■ Task to carry out ■
The data below must be repeated exactly. Leave nothing out.

■ Given data ■

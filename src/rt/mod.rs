/*
 *
 * Copyright 2025 Crossbar authors.
 *
 * Licensed under the Apache License, Version 2.0 (the "License");
 * you may not use this file except in compliance with the License.
 * You may obtain a copy of the License at
 *
 *     http://www.apache.org/licenses/LICENSE-2.0
 *
 * Unless required by applicable law or agreed to in writing, software
 * distributed under the License is distributed on an "AS IS" BASIS,
 * WITHOUT WARRANTIES OR CONDITIONS OF ANY KIND, either express or implied.
 * See the License for the specific language governing permissions and
 * limitations under the License.
 *
 */

use std::{future::Future, pin::Pin, time::Duration};

mod tokio;

pub use self::tokio::default_runtime;

/// An abstraction over an asynchronous runtime.
///
/// All background work in the crate (the channel's control-plane serializer
/// task, subchannel connect attempts, backoff timers) is spawned through this
/// trait so that the runtime stays pluggable and testable.
pub trait Runtime: Send + Sync {
    /// Spawns the given task to run in the background.
    fn spawn(
        &self,
        task: Pin<Box<dyn Future<Output = ()> + Send + 'static>>,
    ) -> Box<dyn TaskHandle>;

    /// Returns a future that completes after the specified duration.
    fn sleep(&self, duration: Duration) -> Pin<Box<dyn Sleep>>;
}

/// A future that resolves after a specified duration.
pub trait Sleep: Send + Future<Output = ()> {}

/// Handle to a spawned task, used to abort it when its owner goes away.
pub trait TaskHandle: Send + Sync {
    /// Aborts the associated task.
    fn abort(&self);
}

■ Solved exercise ■
filename src/rt/mod.rs
/*
 *
 * Copyright 2025 Crossbar authors.
 *
 * Licensed under the Apache License, Version 2.0 (the "License");
 * you may not use this file except in compliance with the License.
 * You may obtain a copy of the License at
 *
 *     http://www.apache.org/licenses/LICENSE-2.0
 *
 * Unless required by applicable law or agreed to in writing, software
 * distributed under the License is distributed on an "AS IS" BASIS,
 * WITHOUT WARRANTIES OR CONDITIONS OF ANY KIND, either express or implied.
 * See the License for the specific language governing permissions and
 * limitations under the License.
 *
 */

use std::{future::Future, pin::Pin, time::Duration};

mod tokio;

pub use self::tokio::default_runtime;

/// An abstraction over an asynchronous runtime.
///
/// All background work in the crate (the channel's control-plane serializer
/// task, subchannel connect attempts, backoff timers) is spawned through this
/// trait so that the runtime stays pluggable and testable.
pub trait Runtime: Send + Sync {
    /// Spawns the given task to run in the background.
    fn spawn(
        &self,
        task: Pin<Box<dyn Future<Output = ()> + Send + 'static>>,
    ) -> Box<dyn TaskHandle>;

    /// Returns a future that completes after the specified duration.
    fn sleep(&self, duration: Duration) -> Pin<Box<dyn Sleep>>;
}

/// A future that resolves after a specified duration.
pub trait Sleep: Send + Future<Output = ()> {}

/// Handle to a spawned task, used to abort it when its owner goes away.
pub trait TaskHandle: Send + Sync {
    /// Aborts the associated task.
    fn abort(&self);
}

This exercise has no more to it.